• _Record extracts_
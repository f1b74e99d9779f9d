use crate::command::{Command, MENU};
use crate::{ConsoleError, ConsoleResult};
use std::io::{BufRead, Write};
use std::str::FromStr;
use ward_core::{BedLabel, HealthNumber, HospitalError, HospitalSystem, WardConfig};

/// Interactive session over an injected reader and writer.
pub struct Console<R, W> {
    input: R,
    output: W,
}

impl<R: BufRead, W: Write> Console<R, W> {
    pub fn new(input: R, output: W) -> Self {
        Self { input, output }
    }

    pub fn into_inner(self) -> (R, W) {
        (self.input, self.output)
    }

    /// Run a whole session and return the final system state.
    ///
    /// When `cfg` is `None` the operator is asked to lay out the ward first. The loop ends on
    /// selector `0` or at end of input, and the system state is printed at shutdown.
    ///
    /// # Errors
    ///
    /// Returns [`ConsoleError::Io`] if the console cannot be read or written, and
    /// [`ConsoleError::EndOfInput`] if input ends before the ward is laid out.
    pub fn run(&mut self, cfg: Option<WardConfig>) -> ConsoleResult<HospitalSystem> {
        let cfg = match cfg {
            Some(cfg) => cfg,
            None => self.create_ward()?,
        };
        let mut system = HospitalSystem::new(&cfg);

        loop {
            let selector = match self.read_selector() {
                Ok(selector) => selector,
                Err(ConsoleError::EndOfInput) => break,
                Err(e) => return Err(e),
            };
            let Some(command) = Command::from_selector(selector) else {
                writeln!(self.output, "Invalid task specification; try again\n")?;
                continue;
            };
            if command == Command::Quit {
                break;
            }

            match self.dispatch(&mut system, command) {
                Ok(()) => {}
                Err(ConsoleError::Hospital(err)) => self.report_failure(&err)?,
                Err(ConsoleError::EndOfInput) => break,
                Err(e) => return Err(e),
            }
        }

        tracing::info!("session finished");
        writeln!(self.output, "The system at shutdown is as follows: {system}")?;
        self.output.flush()?;
        Ok(system)
    }

    /// Prompt for the ward name and bed range until they form a valid ward.
    pub fn create_ward(&mut self) -> ConsoleResult<WardConfig> {
        loop {
            self.prompt("Enter the name of the ward: ")?;
            let name = self.read_line()?;
            self.prompt("Enter the integer label of the first bed: ")?;
            let first_bed = self.read_int()?;
            self.prompt("Enter the integer label of the last bed: ")?;
            let last_bed = self.read_int()?;

            match WardConfig::new(&name, first_bed, last_bed) {
                Ok(cfg) => return Ok(cfg),
                Err(err) => {
                    tracing::warn!("ward layout rejected: {}", err);
                    writeln!(self.output, "{err}\nTry again.")?;
                }
            }
        }
    }

    /// Read one integer, asking again until the line parses.
    pub fn read_int(&mut self) -> ConsoleResult<i64> {
        self.read_parsed()
    }

    fn read_health_number(&mut self) -> ConsoleResult<HealthNumber> {
        self.read_parsed()
    }

    fn read_parsed<T: FromStr>(&mut self) -> ConsoleResult<T> {
        loop {
            let line = self.read_line()?;
            match line.trim().parse::<T>() {
                Ok(value) => return Ok(value),
                Err(_) => {
                    write!(
                        self.output,
                        "You entered \"{line}\" which is not an int.\nPlease try again: "
                    )?;
                    self.output.flush()?;
                }
            }
        }
    }

    fn read_selector(&mut self) -> ConsoleResult<i64> {
        self.prompt(MENU)?;
        self.read_int()
    }

    fn read_line(&mut self) -> ConsoleResult<String> {
        let mut line = String::new();
        if self.input.read_line(&mut line)? == 0 {
            return Err(ConsoleError::EndOfInput);
        }
        Ok(line.trim_end_matches(['\r', '\n']).to_string())
    }

    fn prompt(&mut self, text: &str) -> ConsoleResult<()> {
        write!(self.output, "{text}")?;
        self.output.flush()?;
        Ok(())
    }

    fn report_failure(&mut self, err: &HospitalError) -> ConsoleResult<()> {
        if err.is_internal() {
            tracing::error!("internal consistency failure: {}", err);
        } else {
            tracing::warn!("operation rejected: {}", err);
        }
        writeln!(self.output, "{err}")?;
        Ok(())
    }

    fn dispatch(&mut self, system: &mut HospitalSystem, command: Command) -> ConsoleResult<()> {
        tracing::debug!("dispatching {:?}", command);
        match command {
            Command::Quit => {}
            Command::AddPatient => {
                self.prompt("Enter the name of the patient: ")?;
                let name = self.read_line()?;
                self.prompt("Enter the health number of the patient: ")?;
                let health_number = self.read_health_number()?;
                system.add_patient(&name, health_number)?;
                writeln!(self.output, "Patient {health_number} added.")?;
            }
            Command::AddDoctor => {
                self.prompt("Enter the name of the doctor: ")?;
                let name = self.read_line()?;
                if let Ok(existing) = system.doctor(&name) {
                    return Err(HospitalError::DuplicateDoctor(existing.name().clone()).into());
                }
                self.prompt("Is the doctor a surgeon? (yes or no)")?;
                let response = self.read_line()?;
                let is_surgeon = response.trim_start().starts_with(['y', 'Y']);
                let doctor = system.add_doctor(&name, is_surgeon)?;
                writeln!(self.output, "{} {} added.", doctor.kind(), doctor.name())?;
            }
            Command::AssignDoctorToPatient => {
                let health_number = self.obtain_patient(system)?;
                self.prompt("Enter the name of the doctor: ")?;
                let name = self.read_line()?;
                system.assign_doctor_to_patient(health_number, &name)?;
            }
            Command::DisplayEmptyBeds => {
                let beds = system.display_empty_beds();
                writeln!(self.output, "The empty beds of the ward are {beds:?}")?;
            }
            Command::AssignBed => {
                let health_number = self.obtain_patient(system)?;
                if let Some(label) = system.patient(health_number)?.bed_label() {
                    return Err(HospitalError::AlreadyAssigned {
                        health_number,
                        label,
                    }
                    .into());
                }
                self.prompt("Enter the bed number for the patient: ")?;
                let label: BedLabel = self.read_int()?;
                system.assign_bed(health_number, label)?;
            }
            Command::ReleasePatient => {
                let health_number = self.obtain_patient(system)?;
                let label = system.release_patient(health_number)?;
                writeln!(self.output, "Patient {health_number} released from bed {label}.")?;
            }
            Command::DropAssociation => {
                let health_number = self.obtain_patient(system)?;
                self.prompt("Enter the name of the doctor: ")?;
                let name = self.read_line()?;
                system.drop_association(health_number, &name)?;
            }
            Command::DisplaySystem => {
                writeln!(self.output, "The system is as follows: {system}")?;
            }
        }
        Ok(())
    }

    /// Read a health number and confirm the patient exists.
    fn obtain_patient(&mut self, system: &HospitalSystem) -> ConsoleResult<HealthNumber> {
        self.prompt("Enter the health number of the patient: ")?;
        let health_number = self.read_health_number()?;
        system.patient(health_number)?;
        Ok(health_number)
    }
}

#[cfg(test)]
mod tests {
    use super::*;
    use std::io::Cursor;
    use ward_core::ErrorKind;

    fn east() -> WardConfig {
        WardConfig::new("East", 1, 3).expect("valid ward layout")
    }

    fn run_script(cfg: Option<WardConfig>, script: &str) -> (HospitalSystem, String) {
        let mut console = Console::new(Cursor::new(script.as_bytes().to_vec()), Vec::new());
        let system = console.run(cfg).expect("session should finish");
        let (_, output) = console.into_inner();
        (system, String::from_utf8(output).expect("utf8 output"))
    }

    #[test]
    fn add_patient_and_assign_bed() {
        let (system, output) = run_script(Some(east()), "1\nAnn\n100\n5\n100\n2\n4\n0\n");

        let ann = system.patient(HealthNumber::new(100)).expect("Ann registered");
        assert_eq!(ann.bed_label(), Some(2));
        assert!(output.contains("Patient 100 added."));
        assert!(output.contains("The empty beds of the ward are [1, 3]"));
        assert!(output.contains("The system at shutdown is as follows:"));
    }

    #[test]
    fn surgeon_answer_is_read_from_first_letter() {
        let (system, output) = run_script(Some(east()), "2\nLee\nYes\n2\nKim\nno\n0\n");

        assert!(system.doctor("Lee").unwrap().is_surgeon());
        assert!(!system.doctor("Kim").unwrap().is_surgeon());
        assert!(output.contains("Surgeon Lee added."));
        assert!(output.contains("Doctor Kim added."));
    }

    #[test]
    fn duplicate_doctor_is_rejected_before_the_surgeon_prompt() {
        // The second "2" request stops after the name, so "0" is read as the next selector.
        let (system, output) = run_script(Some(east()), "2\nLee\ny\n2\nLee\n0\n");

        assert_eq!(system.doctors().count(), 1);
        assert!(system.doctor("Lee").unwrap().is_surgeon());
        assert!(output.contains("Doctor not added as there already is a doctor with the name Lee"));
    }

    #[test]
    fn assign_bed_to_bedded_patient_fails_before_bed_prompt() {
        let (system, output) = run_script(Some(east()), "1\nAnn\n100\n5\n100\n1\n5\n100\n0\n");

        assert_eq!(system.patient(HealthNumber::new(100)).unwrap().bed_label(), Some(1));
        assert!(output.contains("is already in bed 1 so cannot be assigned a new bed"));
    }

    #[test]
    fn doctor_association_round_trip() {
        let script = "1\nAnn\n100\n2\nLee\nn\n3\n100\nLee\n7\n100\nLee\n7\n100\nLee\n0\n";
        let (system, output) = run_script(Some(east()), script);

        assert!(!system.doctor("Lee").unwrap().has_patient(HealthNumber::new(100)));
        assert!(!system.patient(HealthNumber::new(100)).unwrap().has_doctor("Lee"));
        assert!(output.contains("Doctor Lee is not associated with the patient 100"));
    }

    #[test]
    fn release_frees_the_bed() {
        let (system, output) = run_script(Some(east()), "1\nAnn\n100\n5\n100\n3\n6\n100\n6\n100\n0\n");

        assert_eq!(system.display_empty_beds(), vec![1, 2, 3]);
        assert!(output.contains("Patient 100 released from bed 3."));
        assert!(output.contains("Patient 100 must already have a bed to be released"));
    }

    #[test]
    fn failures_are_reported_and_session_continues() {
        let (system, output) = run_script(Some(east()), "3\n42\n1\nAnn\n100\n5\n100\n9\n8\n0\n");

        assert!(output.contains("There is no patient with health number 42"));
        assert!(output.contains("Bed label 9 is not valid, as the value must be between 1 and 3"));
        assert!(output.contains("The system is as follows:"));
        assert_eq!(system.patient(HealthNumber::new(100)).unwrap().bed_label(), None);
    }

    #[test]
    fn invalid_selector_and_malformed_integers_are_retried() {
        let (system, output) = run_script(Some(east()), "12\nabc\n1\nAnn\nx1\n100\n0\n");

        assert!(output.contains("Invalid task specification; try again"));
        assert!(output.contains("You entered \"abc\" which is not an int."));
        assert!(output.contains("You entered \"x1\" which is not an int."));
        assert!(system.patient(HealthNumber::new(100)).is_ok());
    }

    #[test]
    fn malformed_health_numbers_are_retried_at_every_prompt() {
        let (system, output) = run_script(Some(east()), "1\nAnn\n1e2\n100\n5\n 100x\n100\n2\n0\n");

        assert!(output.contains("You entered \"1e2\" which is not an int."));
        assert!(output.contains("You entered \" 100x\" which is not an int."));
        assert_eq!(system.patient(HealthNumber::new(100)).unwrap().bed_label(), Some(2));
    }

    #[test]
    fn ward_layout_is_prompted_until_valid() {
        let (system, output) = run_script(None, "\n1\n3\nEast\n5\n2\nEast\n1\n3\n0\n");

        assert!(output.contains("Try again."));
        assert_eq!(system.ward().name().as_str(), "East");
        assert_eq!(system.display_empty_beds(), vec![1, 2, 3]);
    }

    #[test]
    fn end_of_input_ends_session_gracefully() {
        let (system, output) = run_script(Some(east()), "1\nAnn\n100\n1\nBob\n");

        assert_eq!(system.patients().count(), 1);
        assert!(output.contains("The system at shutdown is as follows:"));
    }

    #[test]
    fn end_of_input_before_ward_layout_is_an_error() {
        let mut console = Console::new(Cursor::new(b"East\n1\n".to_vec()), Vec::new());
        let err = console.run(None).expect_err("ward never laid out");
        assert!(matches!(err, ConsoleError::EndOfInput));
    }

    #[test]
    fn empty_patient_name_is_reported_as_validation_failure() {
        let (system, output) = run_script(Some(east()), "1\n   \n7\n0\n");

        assert_eq!(system.patients().count(), 0);
        assert!(output.contains("invalid input: Text cannot be empty"));
        let err = system.patient(HealthNumber::new(7)).expect_err("not added");
        assert_eq!(err.kind(), ErrorKind::NotFound);
    }
}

• _Problem requirements_
Copy each line of the listing that contains the string "ConsoleError".

• _Response below_
use crate::{ConsoleError, ConsoleResult};
    /// Returns [`ConsoleError::Io`] if the console cannot be read or written, and
    /// [`ConsoleError::EndOfInput`] if input ends before the ward is laid out.
                Err(ConsoleError::EndOfInput) => break,
                Err(ConsoleError::Hospital(err)) => self.report_failure(&err)?,
                Err(ConsoleError::EndOfInput) => break,
            return Err(ConsoleError::EndOfInput);
        assert!(matches!(err, ConsoleError::EndOfInput));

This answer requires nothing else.